In the data below, find the line that contains "use async_trait::async_trait;" and the line that contains "async fn get_user_by_email(&self, email: &str)". Copy both, plus every line between them, exactly.

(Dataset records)
__________________________________________________

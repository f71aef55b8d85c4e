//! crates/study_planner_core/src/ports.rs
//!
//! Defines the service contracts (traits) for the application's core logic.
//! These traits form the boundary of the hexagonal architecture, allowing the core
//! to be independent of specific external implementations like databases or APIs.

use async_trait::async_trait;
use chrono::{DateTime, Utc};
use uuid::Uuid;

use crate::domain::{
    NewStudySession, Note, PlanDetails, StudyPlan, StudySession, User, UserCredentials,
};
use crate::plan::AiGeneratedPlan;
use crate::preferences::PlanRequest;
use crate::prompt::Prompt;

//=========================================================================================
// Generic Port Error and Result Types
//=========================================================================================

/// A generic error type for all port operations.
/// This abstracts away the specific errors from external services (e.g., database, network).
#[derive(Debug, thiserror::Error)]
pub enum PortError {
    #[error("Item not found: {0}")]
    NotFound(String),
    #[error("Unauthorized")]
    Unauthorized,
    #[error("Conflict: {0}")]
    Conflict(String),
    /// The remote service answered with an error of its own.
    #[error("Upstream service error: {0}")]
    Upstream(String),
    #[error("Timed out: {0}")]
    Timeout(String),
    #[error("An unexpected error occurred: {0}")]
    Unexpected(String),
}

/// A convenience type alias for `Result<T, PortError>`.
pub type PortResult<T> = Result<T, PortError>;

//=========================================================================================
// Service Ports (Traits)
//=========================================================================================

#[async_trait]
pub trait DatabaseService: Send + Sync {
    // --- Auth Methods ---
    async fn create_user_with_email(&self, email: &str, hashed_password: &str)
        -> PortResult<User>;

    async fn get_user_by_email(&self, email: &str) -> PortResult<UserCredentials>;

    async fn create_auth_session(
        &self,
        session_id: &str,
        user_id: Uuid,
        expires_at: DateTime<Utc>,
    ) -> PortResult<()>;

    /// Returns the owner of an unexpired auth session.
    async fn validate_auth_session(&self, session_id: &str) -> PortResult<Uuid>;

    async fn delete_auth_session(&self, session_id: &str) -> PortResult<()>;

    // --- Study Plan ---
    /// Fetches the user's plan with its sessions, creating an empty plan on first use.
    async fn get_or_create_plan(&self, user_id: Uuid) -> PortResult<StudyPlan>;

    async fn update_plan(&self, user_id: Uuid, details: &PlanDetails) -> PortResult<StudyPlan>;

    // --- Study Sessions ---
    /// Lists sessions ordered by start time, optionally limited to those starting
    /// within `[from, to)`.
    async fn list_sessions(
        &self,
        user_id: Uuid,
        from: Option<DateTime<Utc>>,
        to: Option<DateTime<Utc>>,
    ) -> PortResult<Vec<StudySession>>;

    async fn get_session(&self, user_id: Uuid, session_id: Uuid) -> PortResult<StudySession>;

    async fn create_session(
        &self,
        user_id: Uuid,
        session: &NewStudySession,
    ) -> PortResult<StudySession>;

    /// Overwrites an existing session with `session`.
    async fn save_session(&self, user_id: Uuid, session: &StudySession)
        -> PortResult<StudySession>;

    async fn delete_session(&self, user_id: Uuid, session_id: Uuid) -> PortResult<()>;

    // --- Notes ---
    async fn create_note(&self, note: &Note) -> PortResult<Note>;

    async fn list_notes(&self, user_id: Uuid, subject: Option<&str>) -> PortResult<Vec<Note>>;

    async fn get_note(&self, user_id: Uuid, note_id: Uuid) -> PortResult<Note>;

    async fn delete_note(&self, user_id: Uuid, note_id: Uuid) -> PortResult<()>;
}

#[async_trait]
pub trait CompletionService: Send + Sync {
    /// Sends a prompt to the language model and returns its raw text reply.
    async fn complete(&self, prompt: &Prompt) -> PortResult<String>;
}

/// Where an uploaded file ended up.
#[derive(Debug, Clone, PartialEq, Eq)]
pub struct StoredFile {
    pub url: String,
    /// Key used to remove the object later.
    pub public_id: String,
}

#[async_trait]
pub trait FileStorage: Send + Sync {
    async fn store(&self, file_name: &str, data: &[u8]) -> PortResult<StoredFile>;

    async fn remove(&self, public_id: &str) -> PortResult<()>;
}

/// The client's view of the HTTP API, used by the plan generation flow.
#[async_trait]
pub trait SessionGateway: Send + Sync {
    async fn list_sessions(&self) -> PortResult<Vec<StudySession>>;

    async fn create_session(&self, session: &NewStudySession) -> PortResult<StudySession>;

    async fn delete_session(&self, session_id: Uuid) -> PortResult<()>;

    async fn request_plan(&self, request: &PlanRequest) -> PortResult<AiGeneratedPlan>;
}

__________________________________________________

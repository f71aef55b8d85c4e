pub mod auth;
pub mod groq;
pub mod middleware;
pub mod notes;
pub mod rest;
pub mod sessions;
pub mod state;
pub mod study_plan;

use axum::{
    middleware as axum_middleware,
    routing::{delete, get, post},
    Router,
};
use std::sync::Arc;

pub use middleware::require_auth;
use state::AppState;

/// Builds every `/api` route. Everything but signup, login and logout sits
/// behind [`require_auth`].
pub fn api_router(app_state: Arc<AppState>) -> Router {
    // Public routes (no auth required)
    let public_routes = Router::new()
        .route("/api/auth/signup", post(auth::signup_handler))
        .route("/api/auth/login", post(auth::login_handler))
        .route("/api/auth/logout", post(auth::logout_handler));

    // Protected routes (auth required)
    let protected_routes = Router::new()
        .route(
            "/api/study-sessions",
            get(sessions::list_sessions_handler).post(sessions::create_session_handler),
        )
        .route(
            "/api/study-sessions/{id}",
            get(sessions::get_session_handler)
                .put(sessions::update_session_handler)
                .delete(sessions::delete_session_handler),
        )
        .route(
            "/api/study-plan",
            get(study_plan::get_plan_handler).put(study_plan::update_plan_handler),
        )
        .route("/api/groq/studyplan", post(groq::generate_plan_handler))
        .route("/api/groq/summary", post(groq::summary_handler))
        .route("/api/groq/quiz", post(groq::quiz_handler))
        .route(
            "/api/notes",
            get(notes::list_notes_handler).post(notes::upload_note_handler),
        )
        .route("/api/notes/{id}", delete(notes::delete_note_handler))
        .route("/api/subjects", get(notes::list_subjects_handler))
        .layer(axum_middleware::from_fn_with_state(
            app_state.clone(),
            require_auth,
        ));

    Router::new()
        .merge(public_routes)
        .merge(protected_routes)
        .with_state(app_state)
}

__________________________________________________

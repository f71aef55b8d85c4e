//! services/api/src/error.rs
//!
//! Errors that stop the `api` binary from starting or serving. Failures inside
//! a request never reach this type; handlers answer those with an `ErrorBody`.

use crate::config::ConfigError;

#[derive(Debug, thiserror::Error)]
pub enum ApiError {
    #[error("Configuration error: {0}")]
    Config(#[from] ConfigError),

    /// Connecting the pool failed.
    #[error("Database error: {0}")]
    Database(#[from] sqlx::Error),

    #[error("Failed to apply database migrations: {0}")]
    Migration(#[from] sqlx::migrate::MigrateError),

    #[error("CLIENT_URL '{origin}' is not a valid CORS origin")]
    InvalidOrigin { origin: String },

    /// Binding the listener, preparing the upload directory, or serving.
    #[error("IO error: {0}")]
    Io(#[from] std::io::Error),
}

__________________________________________________

Written response ->
use async_trait::async_trait;
use chrono::{DateTime, Utc};
use uuid::Uuid;

use crate::domain::{
    NewStudySession, Note, PlanDetails, StudyPlan, StudySession, User, UserCredentials,
};
use crate::plan::AiGeneratedPlan;
use crate::preferences::PlanRequest;
use crate::prompt::Prompt;

//=========================================================================================
// Generic Port Error and Result Types
//=========================================================================================

/// A generic error type for all port operations.
/// This abstracts away the specific errors from external services (e.g., database, network).
#[derive(Debug, thiserror::Error)]
pub enum PortError {
    #[error("Item not found: {0}")]
    NotFound(String),
    #[error("Unauthorized")]
    Unauthorized,
    #[error("Conflict: {0}")]
    Conflict(String),
    /// The remote service answered with an error of its own.
    #[error("Upstream service error: {0}")]
    Upstream(String),
    #[error("Timed out: {0}")]
    Timeout(String),
    #[error("An unexpected error occurred: {0}")]
    Unexpected(String),
}

/// A convenience type alias for `Result<T, PortError>`.
pub type PortResult<T> = Result<T, PortError>;

//=========================================================================================
// Service Ports (Traits)
//=========================================================================================

#[async_trait]
pub trait DatabaseService: Send + Sync {
    // --- Auth Methods ---
    async fn create_user_with_email(&self, email: &str, hashed_password: &str)
        -> PortResult<User>;

    async fn get_user_by_email(&self, email: &str) -> PortResult<UserCredentials>;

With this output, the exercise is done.